____ LISTED ENTRIES
use std::fmt;

use thiserror::Error;

use crate::catalog::ThemeName;
use crate::pool::EmptyPoolError;

/// Which of a theme's three pools an error refers to.
#[derive(Debug, Clone, Copy, PartialEq, Eq)]
pub enum PoolKind {
    Pillar,
    Engagement,
    Format,
}

impl fmt::Display for PoolKind {
    fn fmt(&self, f: &mut fmt::Formatter<'_>) -> fmt::Result {
        let label = match self {
            PoolKind::Pillar => "pillar",
            PoolKind::Engagement => "engagement",
            PoolKind::Format => "format",
        };
        f.write_str(label)
    }
}

/// Theme or schedule configuration that cannot produce a calendar.
#[derive(Debug, Clone, PartialEq, Eq, Error)]
pub enum ConfigurationError {
    #[error("schedule must cover exactly {expected} days, found {found}")]
    ScheduleLength { expected: usize, found: usize },
    #[error("day '{0}' appears more than once in the schedule")]
    DuplicateDay(String),
    #[error("theme '{0}' is defined more than once")]
    DuplicateTheme(ThemeName),
    #[error("{day} uses unknown theme '{theme}'{}", did_you_mean(.suggestion))]
    UnknownTheme {
        day: String,
        theme: ThemeName,
        suggestion: Option<ThemeName>,
    },
    #[error("theme '{theme}' has an empty {pool} pool")]
    EmptyPool { theme: ThemeName, pool: PoolKind },
    #[error("theme '{theme}' has a blank value in its {pool} pool")]
    BlankValue { theme: ThemeName, pool: PoolKind },
    #[error("theme '{theme}' lists pillar '{value}' more than once")]
    DuplicatePillar { theme: ThemeName, value: String },
    #[error(
        "theme '{theme}' needs {demand} distinct pillars but its pool only holds {available}"
    )]
    InsufficientPillars {
        theme: ThemeName,
        demand: usize,
        available: usize,
    },
    #[error("fallback for theme '{theme}' is invalid: {reason}")]
    InvalidFallback { theme: ThemeName, reason: String },
    #[error("no pillar assignment keeps every theme unique; the pools overlap too heavily")]
    Unsatisfiable,
}

fn did_you_mean(suggestion: &Option<ThemeName>) -> String {
    match suggestion {
        Some(name) => format!(" (did you mean '{name}'?)"),
        None => String::new(),
    }
}

/// Failures surfaced by calendar generation.
#[derive(Debug, Clone, PartialEq, Eq, Error)]
pub enum EngineError {
    #[error("invalid configuration: {0}")]
    Configuration(#[from] ConfigurationError),
    /// A draw hit an exhausted pool although the allocator guaranteed supply.
    #[error("pool for theme '{theme}' ran dry during allocation: {source}")]
    EmptyPool {
        theme: ThemeName,
        #[source]
        source: EmptyPoolError,
    },
    /// No constraint-satisfying completion was left for a theme.
    #[error("no constraint-satisfying pillars remain for theme '{0}'")]
    Unsatisfiable(ThemeName),
}

impl EngineError {
    pub(crate) fn empty_pool(theme: &ThemeName) -> impl FnOnce(EmptyPoolError) -> Self {
        move |source| EngineError::EmptyPool {
            theme: theme.clone(),
            source,
        }
    }
}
________
__WHAT IS REQUIRED__:
Would you repeat each of the records above exactly?

__REPLY TO THE EXERCISE__:
use std::fmt;

use thiserror::Error;

use crate::catalog::ThemeName;
use crate::pool::EmptyPoolError;

/// Which of a theme's three pools an error refers to.
#[derive(Debug, Clone, Copy, PartialEq, Eq)]
pub enum PoolKind {
    Pillar,
    Engagement,
    Format,
}

impl fmt::Display for PoolKind {
    fn fmt(&self, f: &mut fmt::Formatter<'_>) -> fmt::Result {
        let label = match self {
            PoolKind::Pillar => "pillar",
            PoolKind::Engagement => "engagement",
            PoolKind::Format => "format",
        };
        f.write_str(label)
    }
}

/// Theme or schedule configuration that cannot produce a calendar.
#[derive(Debug, Clone, PartialEq, Eq, Error)]
pub enum ConfigurationError {
    #[error("schedule must cover exactly {expected} days, found {found}")]
    ScheduleLength { expected: usize, found: usize },
    #[error("day '{0}' appears more than once in the schedule")]
    DuplicateDay(String),
    #[error("theme '{0}' is defined more than once")]
    DuplicateTheme(ThemeName),
    #[error("{day} uses unknown theme '{theme}'{}", did_you_mean(.suggestion))]
    UnknownTheme {
        day: String,
        theme: ThemeName,
        suggestion: Option<ThemeName>,
    },
    #[error("theme '{theme}' has an empty {pool} pool")]
    EmptyPool { theme: ThemeName, pool: PoolKind },
    #[error("theme '{theme}' has a blank value in its {pool} pool")]
    BlankValue { theme: ThemeName, pool: PoolKind },
    #[error("theme '{theme}' lists pillar '{value}' more than once")]
    DuplicatePillar { theme: ThemeName, value: String },
    #[error(
        "theme '{theme}' needs {demand} distinct pillars but its pool only holds {available}"
    )]
    InsufficientPillars {
        theme: ThemeName,
        demand: usize,
        available: usize,
    },
    #[error("fallback for theme '{theme}' is invalid: {reason}")]
    InvalidFallback { theme: ThemeName, reason: String },
    #[error("no pillar assignment keeps every theme unique; the pools overlap too heavily")]
    Unsatisfiable,
}

fn did_you_mean(suggestion: &Option<ThemeName>) -> String {
    match suggestion {
        Some(name) => format!(" (did you mean '{name}'?)"),
        None => String::new(),
    }
}

/// Failures surfaced by calendar generation.
#[derive(Debug, Clone, PartialEq, Eq, Error)]
pub enum EngineError {
    #[error("invalid configuration: {0}")]
    Configuration(#[from] ConfigurationError),
    /// A draw hit an exhausted pool although the allocator guaranteed supply.
    #[error("pool for theme '{theme}' ran dry during allocation: {source}")]
    EmptyPool {
        theme: ThemeName,
        #[source]
        source: EmptyPoolError,
    },
    /// No constraint-satisfying completion was left for a theme.
    #[error("no constraint-satisfying pillars remain for theme '{0}'")]
    Unsatisfiable(ThemeName),
}

impl EngineError {
    pub(crate) fn empty_pool(theme: &ThemeName) -> impl FnOnce(EmptyPoolError) -> Self {
        move |source| EngineError::EmptyPool {
            theme: theme.clone(),
            source,
        }
    }
}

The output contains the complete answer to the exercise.